Abstract
Introduction:
Genome editing technologies, such as clustered regularly interspaced short palindromic repeats (CRISPR)/CRISPR-associated protein 9 (Cas9), are widely used to engineer universal allogeneic chimeric antigen receptor T (UCAR-T) cells by disrupting genes that cause immune rejection. While these approaches enable powerful therapeutic applications, they also pose risks of unintended genomic alterations, particularly structural variations (SVs), that may compromise product safety and efficacy. Primer-extension-mediated sequencing (PEM-seq) is widely used to assess risky SVs induced by genome editing. However, PEM-seq is limited by primer binding site dependency and amplification bias, leading to inaccurate assessments of genome editing efficiencies and incomplete detection of SVs. Here, we developed Target Enrichment Long-range Sequencing (TELS), a novel method that enables precise quantification of genome editing efficiency while significantly reducing the underdetection of SVs. We demonstrate that TELS provides a more robust evaluation of SVs in genome-edited UCAR-T cells.
Methods:
CD3+ T cells were isolated from peripheral blood of healthy donor and electroporated with CRISPR/Cas9 lipid nanoparticle to simultaneously knock out TRAC, CD7, and CIITA. Genome-edited cells were cultured for 11 days, after which PEM-seq and TELS were applied to detect SVs . Six PEM-seq assays were performed independently following previously published protocols, with two assays (+ and - strands) conducted for each of the three target loci. For TELS, genomic fragments spanning ±20 kb around each target site were enriched via hybrid capture, followed by long-read PacBio HiFi sequencing. An in-house bioinformatics pipeline was developed to identify small insertions/deletions (indels) and SVs. Non-edited control cells were assayed in parallel to characterize background noise for both methods.
Results:
For PEM-seq, 20 μg of genomic DNA (gDNA) input yielded a minimum of 138,013 unique events (33 million PE150 reads), representing 2.24% of input genome. Genome editing efficiencies (indels frequencies) for TRAC, CD7, and CIITA were 97.33% (+)/98.99% (-), 98.05% (+)/99.24% (-), and 43.40% (+)/26.55% (-), respectively. Across six PEM-seq assays, 8,734 large deletions (>100 bp deletion, 0.0237% of total genomes) and 6,835 translocations (0.0186% of total genomes) were detected. For TELS, 960 ng of gDNA input achieved an average coverage depth of 58,261× (6.5 million PacBio HiFi reads, read lengths primarily distributed between 3–7 kb), representing 19.77 % of input genome. TELS determined genome editing efficiencies (indels frequencies) were 96.21% (TRAC), 94.84% (CD7), and 53.08% (CIITA). Cumulatively, 13,707 large deletions (>100 bp deletion, 4.651% of total genomes) and 2,530 translocations (0.858% of total genomes) were identified across all three loci.

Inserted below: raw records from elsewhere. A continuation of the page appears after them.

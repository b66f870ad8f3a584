// File: ./src/config.rs
// Handles configuration loading, saving, and defaults.
use crate::context::AppContext;
use crate::model::draft::{Catalog, NamedRef};
use anyhow::{Error, Result};
use log::LevelFilter;
use serde::{Deserialize, Serialize};
use std::collections::HashMap;
use std::fs;
use std::path::Path;

fn default_log_level() -> String {
    "warn".to_string()
}

#[derive(Deserialize, Serialize, Clone, Debug, PartialEq)]
pub struct Config {
    #[serde(default = "default_log_level")]
    pub log_level: String,
    #[serde(default)]
    pub log_to_file: bool,
    /// `#key` also adds every tag listed under it.
    #[serde(default)]
    pub tag_aliases: HashMap<String, Vec<String>>,
    #[serde(default)]
    pub projects: Vec<NamedRef>,
    #[serde(default)]
    pub areas: Vec<NamedRef>,
}

impl Default for Config {
    fn default() -> Self {
        Self {
            // Match the serde defaults
            log_level: default_log_level(),
            log_to_file: false,
            tag_aliases: HashMap::new(),
            projects: Vec::new(),
            areas: Vec::new(),
        }
    }
}

impl Config {
    /// Load the configuration from disk using an explicit context.
    /// Returns a contextualized error if reading or parsing fails.
    pub fn load(ctx: &dyn AppContext) -> Result<Self> {
        let path = ctx.get_config_file_path()?;

        if !path.exists() {
            return Err(anyhow::anyhow!("Config file not found"));
        }

        let contents = fs::read_to_string(&path).map_err(|e| {
            anyhow::anyhow!("Failed to read config file '{}': {}", path.display(), e)
        })?;

        let config: Config = toml::from_str(&contents).map_err(|e| {
            anyhow::anyhow!("Failed to parse config file '{}': {}", path.display(), e)
        })?;

        Ok(config)
    }

    /// Like [`Config::load`], but a missing file yields the defaults.
    pub fn load_or_default(ctx: &dyn AppContext) -> Result<Self> {
        match Self::load(ctx) {
            Ok(config) => Ok(config),
            Err(e) if Self::is_missing_config_error(&e) => {
                log::debug!("No config file, using defaults");
                Ok(Self::default())
            }
            Err(e) => Err(e),
        }
    }

    /// Whether an error from [`Config::load`] means the file does not exist,
    /// either through our own message or an underlying IO NotFound.
    pub fn is_missing_config_error(err: &Error) -> bool {
        if err.to_string().contains("Config file not found") {
            return true;
        }

        for cause in err.chain() {
            if let Some(io_err) = cause.downcast_ref::<std::io::Error>()
                && io_err.kind() == std::io::ErrorKind::NotFound
            {
                return true;
            }
        }

        false
    }

    /// Save configuration using an explicit context.
    pub fn save(&self, ctx: &dyn AppContext) -> Result<()> {
        let path = ctx.get_config_file_path()?;
        let toml_str = toml::to_string_pretty(self)?;
        atomic_write(&path, toml_str)?;
        Ok(())
    }

    /// Get the path string using an explicit context.
    pub fn get_path_string(ctx: &dyn AppContext) -> Result<String> {
        let path = ctx.get_config_file_path()?;
        Ok(path.to_string_lossy().to_string())
    }

    /// Unknown level names fall back to `warn`.
    pub fn log_level_filter(&self) -> LevelFilter {
        self.log_level.parse().unwrap_or(LevelFilter::Warn)
    }

    pub fn catalog(&self) -> Catalog {
        Catalog {
            projects: self.projects.clone(),
            areas: self.areas.clone(),
        }
    }
}

/// Atomic write: Write to .tmp file then rename
fn atomic_write<C: AsRef<[u8]>>(path: &Path, contents: C) -> Result<()> {
    let tmp_path = path.with_extension("tmp");
    fs::write(&tmp_path, contents)?;
    fs::rename(tmp_path, path)?;
    Ok(())
}
// File: ./src/model/item.rs
use chrono::NaiveDate;
use serde::{Deserialize, Serialize};
use strum::{Display, EnumIter};

/// Structured result of reading one line of smart input.
///
/// `location_token` is the raw `@name` reference. Mapping it onto a project or
/// an area is left to the caller (see [`crate::model::draft`]).
#[derive(Debug, Clone, Default, PartialEq, Eq, Serialize, Deserialize)]
pub struct ParsedTaskInput {
    pub clean_title: String,
    /// Lowercased, deduplicated, sorted.
    pub tags: Vec<String>,
    pub location_token: Option<String>,
    pub scheduled_date: Option<NaiveDate>,
    pub deadline: Option<NaiveDate>,
    pub url: Option<String>,
}

impl ParsedTaskInput {
    /// True when nothing besides the title was extracted.
    pub fn is_plain(&self) -> bool {
        self.tags.is_empty()
            && self.location_token.is_none()
            && self.scheduled_date.is_none()
            && self.deadline.is_none()
            && self.url.is_none()
    }
}

#[derive(Debug, Clone, Copy, PartialEq, Eq, Serialize, Deserialize, Display, EnumIter)]
#[serde(rename_all = "lowercase")]
#[strum(serialize_all = "lowercase")]
pub enum SuggestionIcon {
    Sun,
    Calendar,
    Week,
    Clear,
    Someday,
}

/// One row of the date palette.
///
/// `date == None` means "clear the date" unless `is_someday` is set, in which
/// case it means "defer indefinitely".
#[derive(Debug, Clone, PartialEq, Eq, Serialize, Deserialize)]
pub struct DateSuggestion {
    pub id: String,
    pub label: String,
    pub date: Option<NaiveDate>,
    pub description: String,
    pub icon: SuggestionIcon,
    pub is_someday: bool,
}

impl DateSuggestion {
    pub fn is_clear(&self) -> bool {
        self.date.is_none() && !self.is_someday
    }
}
// File: ./src/context.rs
/*! Filesystem context for the ambient layers.

The engine itself never touches the disk. Only configuration loading and the
optional log file need directories, and they get them through an
`AppContext` passed in explicitly:

- `StandardContext`: Uses `directories::ProjectDirs`, or an override root
  given with `--root`.
- `TestContext`: A unique temporary directory that is removed on drop.
*/

use anyhow::{Context, Result};
use directories::ProjectDirs;
use std::path::PathBuf;

/// Defines where configuration and data live.
///
/// The trait is object-safe so callers can hold `&dyn AppContext`.
pub trait AppContext: Send + Sync + std::fmt::Debug {
    fn get_data_dir(&self) -> Result<PathBuf>;
    fn get_config_dir(&self) -> Result<PathBuf>;

    fn get_config_file_path(&self) -> Result<PathBuf> {
        Ok(self.get_config_dir()?.join("config.toml"))
    }

    fn get_log_file_path(&self) -> Option<PathBuf> {
        self.get_data_dir().ok().map(|p| p.join("taskdash.log"))
    }
}

// --- Production Implementation ---

#[derive(Clone, Debug)]
pub struct StandardContext {
    override_root: Option<PathBuf>,
}

impl StandardContext {
    /// When `override_root` is `Some(path)`, directories are created under
    /// that root as `data` and `config`.
    pub fn new(override_root: Option<PathBuf>) -> Self {
        Self { override_root }
    }

    fn ensure_exists(path: PathBuf) -> Result<PathBuf> {
        if !path.exists() {
            std::fs::create_dir_all(&path)
                .with_context(|| format!("Failed to create directory: {:?}", path))?;
        }
        Ok(path)
    }

    fn get_proj_dirs() -> Option<ProjectDirs> {
        ProjectDirs::from("com", "taskdash", "taskdash")
    }
}

impl AppContext for StandardContext {
    fn get_data_dir(&self) -> Result<PathBuf> {
        if let Some(root) = &self.override_root {
            return Self::ensure_exists(root.join("data"));
        }
        let proj = Self::get_proj_dirs().ok_or_else(|| anyhow::anyhow!("No home directory"))?;
        Self::ensure_exists(proj.data_dir().to_path_buf())
    }

    fn get_config_dir(&self) -> Result<PathBuf> {
        if let Some(root) = &self.override_root {
            return Self::ensure_exists(root.join("config"));
        }
        let proj = Self::get_proj_dirs().ok_or_else(|| anyhow::anyhow!("No home directory"))?;
        Self::ensure_exists(proj.config_dir().to_path_buf())
    }
}

// --- Test Implementation ---

#[derive(Clone, Debug)]
pub struct TestContext {
    pub root: PathBuf,
}

impl TestContext {
    /// Creates a new TestContext backed by a unique temporary directory.
    pub fn new() -> Self {
        let uuid = uuid::Uuid::new_v4();
        let root = std::env::temp_dir().join(format!("taskdash_test_{}", uuid));
        // Best-effort create; tests will panic if this fails.
        std::fs::create_dir_all(&root).expect("failed to create TestContext temp dir");
        Self { root }
    }
}

impl Default for TestContext {
    fn default() -> Self {
        Self::new()
    }
}

impl AppContext for TestContext {
    fn get_data_dir(&self) -> Result<PathBuf> {
        let p = self.root.join("data");
        std::fs::create_dir_all(&p)?;
        Ok(p)
    }

    fn get_config_dir(&self) -> Result<PathBuf> {
        let p = self.root.join("config");
        std::fs::create_dir_all(&p)?;
        Ok(p)
    }
}

impl Drop for TestContext {
    fn drop(&mut self) {
        // Best-effort cleanup; ignore errors.
        let _ = std::fs::remove_dir_all(&self.root);
    }
}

Key Findings:For CIITA locus, genome editing efficiencies between + and − PEM-seq assays differed by 16.85%, indicating substantial biases introduced during linear amplification and polymerase chain reaction processes. And the low enrichment efficiency (2.24%) further suggests that excessive initial DNA input may exacerbate these biases. With equal amounts of gDNA input, TELS detected 196.2-fold more large deletions (4.651% vs. 0.0237%) and 46.1-fold more translocations (0.858% vs. 0.0186%) than PEM-seq. Most PEM-seq-undetected SVs shared a common feature: their breakpoints resided outside PEM-seq primer binding regions, rendering them unamplifiable.